(EXTRACTED INFORMATION begins)
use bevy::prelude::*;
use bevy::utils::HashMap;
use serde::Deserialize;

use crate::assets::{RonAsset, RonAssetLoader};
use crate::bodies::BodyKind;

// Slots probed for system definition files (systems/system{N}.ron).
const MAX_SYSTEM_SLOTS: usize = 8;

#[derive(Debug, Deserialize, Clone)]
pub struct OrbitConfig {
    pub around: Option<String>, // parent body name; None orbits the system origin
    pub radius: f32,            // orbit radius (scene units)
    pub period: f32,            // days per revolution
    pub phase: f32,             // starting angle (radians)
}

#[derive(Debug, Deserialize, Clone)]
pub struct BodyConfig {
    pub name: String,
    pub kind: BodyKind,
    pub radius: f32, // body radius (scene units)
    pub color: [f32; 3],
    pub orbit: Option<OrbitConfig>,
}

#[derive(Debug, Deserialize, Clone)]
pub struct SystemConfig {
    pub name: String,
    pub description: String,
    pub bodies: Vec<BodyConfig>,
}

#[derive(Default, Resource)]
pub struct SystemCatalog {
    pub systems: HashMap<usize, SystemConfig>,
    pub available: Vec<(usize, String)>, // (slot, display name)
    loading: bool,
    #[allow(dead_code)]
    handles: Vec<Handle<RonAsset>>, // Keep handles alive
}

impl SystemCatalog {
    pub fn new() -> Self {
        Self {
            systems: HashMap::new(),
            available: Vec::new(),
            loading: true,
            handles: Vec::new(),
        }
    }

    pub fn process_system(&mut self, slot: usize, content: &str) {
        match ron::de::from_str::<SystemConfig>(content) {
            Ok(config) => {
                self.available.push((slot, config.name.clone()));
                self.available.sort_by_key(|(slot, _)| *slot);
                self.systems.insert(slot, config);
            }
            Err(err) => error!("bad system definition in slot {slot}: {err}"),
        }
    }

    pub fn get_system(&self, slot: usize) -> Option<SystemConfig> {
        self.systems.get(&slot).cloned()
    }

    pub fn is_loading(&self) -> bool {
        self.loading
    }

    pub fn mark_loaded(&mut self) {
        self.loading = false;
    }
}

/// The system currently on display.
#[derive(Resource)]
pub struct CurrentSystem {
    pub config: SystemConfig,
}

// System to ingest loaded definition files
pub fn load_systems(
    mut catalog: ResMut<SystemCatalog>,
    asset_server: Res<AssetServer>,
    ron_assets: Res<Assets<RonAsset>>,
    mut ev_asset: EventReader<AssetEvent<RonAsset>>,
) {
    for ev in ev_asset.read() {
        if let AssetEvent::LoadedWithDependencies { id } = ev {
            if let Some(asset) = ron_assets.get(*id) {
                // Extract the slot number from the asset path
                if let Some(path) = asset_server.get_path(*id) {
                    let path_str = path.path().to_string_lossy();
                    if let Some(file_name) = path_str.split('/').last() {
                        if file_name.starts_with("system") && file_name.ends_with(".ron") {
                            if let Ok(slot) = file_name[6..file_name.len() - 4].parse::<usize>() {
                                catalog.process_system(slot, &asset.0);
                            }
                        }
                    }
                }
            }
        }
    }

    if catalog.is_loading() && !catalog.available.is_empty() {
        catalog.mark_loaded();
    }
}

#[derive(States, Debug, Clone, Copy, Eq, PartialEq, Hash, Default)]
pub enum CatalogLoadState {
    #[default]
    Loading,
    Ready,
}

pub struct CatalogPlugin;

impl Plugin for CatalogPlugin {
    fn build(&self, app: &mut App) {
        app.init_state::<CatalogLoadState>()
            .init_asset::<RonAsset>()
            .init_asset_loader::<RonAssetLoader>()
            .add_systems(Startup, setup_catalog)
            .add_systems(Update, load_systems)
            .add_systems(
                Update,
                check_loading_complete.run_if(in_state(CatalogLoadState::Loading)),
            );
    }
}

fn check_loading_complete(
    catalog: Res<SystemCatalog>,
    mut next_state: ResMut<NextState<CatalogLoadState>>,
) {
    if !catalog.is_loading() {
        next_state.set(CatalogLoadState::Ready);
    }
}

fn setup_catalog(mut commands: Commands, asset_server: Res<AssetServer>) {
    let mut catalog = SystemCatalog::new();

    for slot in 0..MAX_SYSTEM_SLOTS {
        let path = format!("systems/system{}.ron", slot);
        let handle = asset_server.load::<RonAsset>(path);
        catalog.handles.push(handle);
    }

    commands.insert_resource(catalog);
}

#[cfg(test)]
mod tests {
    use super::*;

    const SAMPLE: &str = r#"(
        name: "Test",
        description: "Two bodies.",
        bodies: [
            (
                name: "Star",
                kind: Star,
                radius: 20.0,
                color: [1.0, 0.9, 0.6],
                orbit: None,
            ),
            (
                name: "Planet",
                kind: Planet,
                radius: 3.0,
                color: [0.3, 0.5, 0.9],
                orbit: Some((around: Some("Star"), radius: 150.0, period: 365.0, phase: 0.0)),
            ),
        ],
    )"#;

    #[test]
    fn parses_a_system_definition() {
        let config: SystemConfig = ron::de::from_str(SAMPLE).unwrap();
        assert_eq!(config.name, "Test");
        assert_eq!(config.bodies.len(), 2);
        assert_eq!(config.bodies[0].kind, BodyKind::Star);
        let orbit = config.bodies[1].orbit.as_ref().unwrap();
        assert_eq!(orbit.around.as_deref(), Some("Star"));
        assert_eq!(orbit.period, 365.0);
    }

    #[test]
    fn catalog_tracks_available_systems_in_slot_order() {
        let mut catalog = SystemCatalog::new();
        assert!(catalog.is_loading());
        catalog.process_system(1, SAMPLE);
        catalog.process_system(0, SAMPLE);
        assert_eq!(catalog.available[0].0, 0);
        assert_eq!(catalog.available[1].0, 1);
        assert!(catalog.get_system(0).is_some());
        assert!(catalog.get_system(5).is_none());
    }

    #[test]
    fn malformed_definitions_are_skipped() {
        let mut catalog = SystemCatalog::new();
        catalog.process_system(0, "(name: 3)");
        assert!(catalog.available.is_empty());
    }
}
(EXTRACTED INFORMATION ends)
(EXTRACTED INFORMATION begins)
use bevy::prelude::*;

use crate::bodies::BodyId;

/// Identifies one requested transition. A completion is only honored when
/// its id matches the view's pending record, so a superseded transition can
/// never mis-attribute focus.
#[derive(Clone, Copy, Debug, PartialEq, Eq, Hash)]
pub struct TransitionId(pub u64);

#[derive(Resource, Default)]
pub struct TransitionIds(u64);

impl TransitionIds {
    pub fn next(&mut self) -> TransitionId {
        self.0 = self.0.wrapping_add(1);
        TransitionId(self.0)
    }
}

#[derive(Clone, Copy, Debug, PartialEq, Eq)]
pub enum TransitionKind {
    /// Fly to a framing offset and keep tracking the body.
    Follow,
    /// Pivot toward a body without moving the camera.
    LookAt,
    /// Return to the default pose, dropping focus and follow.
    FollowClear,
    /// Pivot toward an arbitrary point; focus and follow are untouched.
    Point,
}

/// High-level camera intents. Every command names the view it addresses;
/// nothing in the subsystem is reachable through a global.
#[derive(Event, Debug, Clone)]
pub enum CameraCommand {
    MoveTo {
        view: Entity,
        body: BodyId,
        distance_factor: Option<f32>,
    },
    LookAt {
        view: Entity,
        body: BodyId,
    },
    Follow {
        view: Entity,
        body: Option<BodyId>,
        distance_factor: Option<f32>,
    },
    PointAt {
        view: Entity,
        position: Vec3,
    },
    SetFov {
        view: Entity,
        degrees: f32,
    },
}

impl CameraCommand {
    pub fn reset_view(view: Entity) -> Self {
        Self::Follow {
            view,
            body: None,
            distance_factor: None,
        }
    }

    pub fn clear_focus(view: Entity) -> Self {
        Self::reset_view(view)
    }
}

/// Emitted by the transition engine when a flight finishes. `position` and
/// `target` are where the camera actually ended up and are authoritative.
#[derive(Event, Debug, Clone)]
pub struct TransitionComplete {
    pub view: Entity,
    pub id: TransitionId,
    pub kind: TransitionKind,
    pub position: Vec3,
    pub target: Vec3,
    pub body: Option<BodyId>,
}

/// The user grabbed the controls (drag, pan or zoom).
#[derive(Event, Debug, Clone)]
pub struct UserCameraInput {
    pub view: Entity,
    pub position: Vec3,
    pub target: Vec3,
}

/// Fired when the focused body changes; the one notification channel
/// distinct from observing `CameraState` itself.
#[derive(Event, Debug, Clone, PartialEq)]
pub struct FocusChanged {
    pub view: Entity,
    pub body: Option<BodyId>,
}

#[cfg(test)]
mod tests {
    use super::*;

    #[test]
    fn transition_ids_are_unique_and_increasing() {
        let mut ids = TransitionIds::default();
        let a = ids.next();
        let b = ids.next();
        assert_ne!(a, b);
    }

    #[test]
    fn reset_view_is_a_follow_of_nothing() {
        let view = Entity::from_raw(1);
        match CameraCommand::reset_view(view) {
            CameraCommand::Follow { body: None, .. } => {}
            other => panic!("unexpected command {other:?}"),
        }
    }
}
(EXTRACTED INFORMATION ends)
§ **AIM OF THE EXERCISE**
Where a line of the records above holds the word "const", copy that line.

§ **THE ANSWER**
const MAX_SYSTEM_SLOTS: usize = 8;
    const SAMPLE: &str = r#"(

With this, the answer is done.